#### [Exercise objective]
In these records, how many lines contain "usize"? Please reply with the number only.
====== Data for review ======
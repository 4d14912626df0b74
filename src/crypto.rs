use crate::{error::TpmError, tpm_types::TPM_ALG_ID};
use hmac::{Hmac, Mac};
use rand::{rngs::OsRng, RngCore};
use sha1::Sha1;
use sha2::{Digest as Sha2Digest, Sha256, Sha384, Sha512};
use sm3::Sm3;

pub struct Crypto;

impl Crypto {
    pub fn digest_size(alg: TPM_ALG_ID) -> usize {
        match alg {
            TPM_ALG_ID::SHA1 => 20,
            TPM_ALG_ID::SHA256 => 32,
            TPM_ALG_ID::SHA384 => 48,
            TPM_ALG_ID::SHA512 => 64,
            TPM_ALG_ID::SM3_256 => 32,
        }
    }

    // Hash a byte buffer using the specified algorithm
    pub fn hash(alg: TPM_ALG_ID, data: &[u8]) -> Result<Vec<u8>, TpmError> {
        let digest = match alg {
            TPM_ALG_ID::SHA1 => Sha1::digest(data).to_vec(),
            TPM_ALG_ID::SHA256 => Sha256::digest(data).to_vec(),
            TPM_ALG_ID::SHA384 => Sha384::digest(data).to_vec(),
            TPM_ALG_ID::SHA512 => Sha512::digest(data).to_vec(),
            TPM_ALG_ID::SM3_256 => Sm3::digest(data).to_vec(),
        };

        let expected_size = Self::digest_size(alg);
        if (digest.len() != expected_size) {
            return Err(TpmError::InvalidArraySize(format!(
                "Hash output length mismatch: expected {}, got {}",
                expected_size,
                digest.len()
            )));
        }

        Ok(digest)
    }

    pub fn hmac(hash_alg: TPM_ALG_ID, key: &[u8], to_hash: &[u8]) -> Result<Vec<u8>, TpmError> {
        fn mac<M: Mac + hmac::digest::KeyInit>(key: &[u8], data: &[u8]) -> Result<Vec<u8>, TpmError> {
            let mut mac = <M as Mac>::new_from_slice(key).map_err(|_| {
                TpmError::InvalidArraySize("HMAC can take key of any size".to_string())
            })?;
            mac.update(data);
            Ok(mac.finalize().into_bytes().to_vec())
        }

        match hash_alg {
            TPM_ALG_ID::SHA1 => mac::<Hmac<Sha1>>(key, to_hash),
            TPM_ALG_ID::SHA256 => mac::<Hmac<Sha256>>(key, to_hash),
            TPM_ALG_ID::SHA384 => mac::<Hmac<Sha384>>(key, to_hash),
            TPM_ALG_ID::SHA512 => mac::<Hmac<Sha512>>(key, to_hash),
            TPM_ALG_ID::SM3_256 => mac::<Hmac<Sm3>>(key, to_hash),
        }
    }

    // Get random bytes
    pub fn get_random(num_bytes: usize) -> Vec<u8> {
        let mut result = vec![0u8; num_bytes];
        OsRng.fill_bytes(&mut result);
        result
    }
}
======
#### [Response below]
2